The Shoulders That Carry Us

I often wonder how people view Andrew in this journey of ours. I know I am the one who talks and writes. This is mainly for an escape and a therapeutic release….

I tend to be the one who makes the appointments and being medical I’m the one who writes the questions and asks them, and debates with physicians and advocates for comfort measures in ways Andrew just appreciates but doesn’t fully understand.

I often times wish I could paint the picture of what a dad with special needs kids – goes through.

I can’t really fully imagine. I can’t imagine what it is like for Andrew to have a son who may not be totally independent. Or who may not be an athlete or may get picked on as he gets older. I would assume it’s a different feeling as a dad.

What I can tell you….is I watch his face. I see his eyes get slightly pink as he tries to hold himself together every time we get a new diagnosis or every time he watches his kid have a meltdown. Or every time we get scheduled for another appointment.

I see the complete exhaustion in his body as he wakes up to the alarms in the middle of the night to handle Ben’s needs. Every. Single. Night. Without fail, because physically, he can handle Ben better than I can.

I see him cringe and slowly rise without saying a word after his child who he loves without limits physically hurts him. You wouldn’t think such a small fist could take you to your knees, but I promise those little hands have brought us to tears more times than I can count.

I see a face full of defeat as I sit on the couch crying at night, after all the kids finally go to bed. As he squats down to ask me if I’m okay, and I respond “no” – I see his face when he realizes there is no way he can take away my pain.

I see his isolation – just like my own. His constant need to be home to help “handle” the kids because the task in and of itself is too much for one parent 99% of the time.

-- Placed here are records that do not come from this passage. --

//! CLI entry point for the ride report tool.
//!
//! Builds the resident trip dataset once from the configured trip log, then
//! answers menu queries against it: a single query, the whole menu, or a
//! stream of choices read from stdin.

use anyhow::{Context, Result};
use clap::{Parser, Subcommand};
use ride_report::config::ReportConfig;
use ride_report::dataset::RideDataset;
use ride_report::output::{print_pretty, render_json, render_menu, render_text};
use ride_report::query::{Query, QueryOutput, answer};
use std::ffi::OsStr;
use std::path::Path;
use tokio::io::{AsyncBufReadExt, BufReader};
use tracing::{info, warn};
use tracing_subscriber::{
    EnvFilter, Layer,
    fmt::{self, format::FmtSpan},
    layer::SubscriberExt,
    util::SubscriberInitExt,
};

#[derive(Parser)]
#[command(name = "ride_report")]
#[command(about = "Canned statistics over a ride-sharing trip log", long_about = None)]
struct Cli {
    /// Trip log CSV: a local path or an http(s) URL (overrides RIDES_SOURCE)
    #[arg(short, long, global = true, value_name = "FILE_OR_URL")]
    source: Option<String>,

    /// Currency label for fare figures (overrides REPORT_CURRENCY)
    #[arg(long, global = true)]
    currency: Option<String>,

    #[command(subcommand)]
    command: Commands,
}

#[derive(Subcommand)]
enum Commands {
    /// List the available analyses
    Menu,
    /// Answer a single menu choice (a-h)
    Query {
        /// Menu choice identifier
        #[arg(value_name = "CHOICE")]
        choice: String,

        /// Print the result as JSON
        #[arg(long, default_value_t = false)]
        json: bool,
    },
    /// Answer every menu choice in order
    Report {
        /// Print the results as JSON
        #[arg(long, default_value_t = false)]
        json: bool,
    },
    /// Read menu choices from stdin, one per line, and answer each
    Repl,
}

#[tokio::main]
async fn main() -> Result<()> {
    dotenvy::dotenv().ok(); // Load .env file

    let cli = Cli::parse();
    let config = ReportConfig::from_env().with_overrides(cli.source, cli.currency);

    // Logging setup: colored stderr + JSON rolling log file
    let log_dir = Path::new(&config.log_file_path)
        .parent()
        .filter(|p| !p.as_os_str().is_empty())
        .unwrap_or(Path::new("logs"));
    let log_file_name = Path::new(&config.log_file_path)
        .file_name()
        .unwrap_or(OsStr::new("ride_report.log"));

    let file_appender = tracing_appender::rolling::daily(log_dir, log_file_name);
    let (non_blocking_file, _file_guard) = tracing_appender::non_blocking(file_appender);

    let stderr_layer = fmt::layer()
        .with_target(true)
        .with_span_events(FmtSpan::CLOSE)
        .with_ansi(true)
        .with_writer(std::io::stderr)
        .with_filter(EnvFilter::from_env("RUST_LOG").add_directive("info".parse()?));

    let json_layer = fmt::layer()
        .json()
        .with_current_span(true)
        .with_span_list(true)
        .with_writer(non_blocking_file)
        .with_filter(EnvFilter::from_env("RUST_LOG_JSON").add_directive("debug".parse()?));

    tracing_subscriber::registry()
        .with(stderr_layer)
        .with(json_layer)
        .init();

    match cli.command {
        Commands::Menu => println!("{}", render_menu()),
        Commands::Query { choice, json } => {
            let dataset = load_dataset(&config).await?;
            let output = answer(&dataset, &choice);
            print_pretty(&output);
            emit(&output, json, &config.currency)?;
        }
        Commands::Report { json } => {
            let dataset = load_dataset(&config).await?;
            if json {
                let outputs: Vec<QueryOutput> =
                    Query::ALL.iter().map(|q| q.run(&dataset)).collect();
                println!("{}", serde_json::to_string_pretty(&outputs)?);
            } else {
                for query in Query::ALL {
                    println!("== {}) {}", query.code(), query.label());
                    println!("{}\n", render_text(&query.run(&dataset), &config.currency));
                }
            }
        }
        Commands::Repl => {
            let dataset = load_dataset(&config).await?;
            repl(&dataset, &config.currency).await?;
        }
    }

    Ok(())
}

/// Builds the resident dataset; any failure here is fatal.
async fn load_dataset(config: &ReportConfig) -> Result<RideDataset> {
    let dataset = RideDataset::load(&config.source)
        .await
        .with_context(|| format!("Failed to build ride dataset from '{}'", config.source))?;

    let summary = dataset.normalization();
    info!(
        remapped = summary.remapped,
        dropped = summary.dropped,
        completed = dataset.completed().len(),
        "Dataset loaded"
    );
    Ok(dataset)
}

fn emit(output: &QueryOutput, json: bool, currency: &str) -> Result<()> {
    if json {
        println!("{}", render_json(output)?);
    } else {
        println!("{}", render_text(output, currency));
    }
    Ok(())
}

/// One line of `repl` input.
#[derive(Debug, PartialEq, Eq)]
enum ReplInput<'a> {
    Blank,
    Quit,
    Choice(&'a str),
}

/// Classifies a stdin line. Only the line terminator is stripped, so a
/// choice padded with spaces is not a menu code.
fn repl_input(line: &str) -> ReplInput<'_> {
    match line.trim_end_matches(['\r', '\n']) {
        "" => ReplInput::Blank,
        "q" | "quit" => ReplInput::Quit,
        choice => ReplInput::Choice(choice),
    }
}

/// Answers menu choices from stdin until EOF or `q`.
async fn repl(dataset: &RideDataset, currency: &str) -> Result<()> {
    println!("{}", render_menu());
    info!("Waiting for menu choices on stdin");

    let mut lines = BufReader::new(tokio::io::stdin()).lines();
    let mut answered = 0usize;

    while let Some(line) = lines.next_line().await? {
        let choice = match repl_input(&line) {
            ReplInput::Blank => continue,
            ReplInput::Quit => break,
            ReplInput::Choice(choice) => choice,
        };

        let output = answer(dataset, choice);
        if output == QueryOutput::InvalidChoice {
            warn!(choice, "Invalid menu choice");
        }
        println!("{}", render_text(&output, currency));
        answered += 1;
    }

    info!(answered, "Session finished");
    Ok(())
}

He is my rock. He is my families rock. While I work, while I travel for work, while I juggle kids and appointments, sports, therapies – while I have meltdowns and mood swings and moments that I literally do not know how I will carry on – he picks me up and carries me. Along with our kids.

Special needs dads – they often are quiet but, oh, so Strong. But, I see through it. I see the parts nobody else sees. I see the unwavering love for our family. For All of us.

And, my goodness – I am so thankful for it. So thankful for his strength that picks up immediately when mine drops off.

Thank you special needs dads. For your (sometimes silent) dependability to be present in the moments most people don’t understand and couldn’t handle.

Thank you Andrew, for your shoulders – your strong shoulders that carry the weight of the world on them. We love you.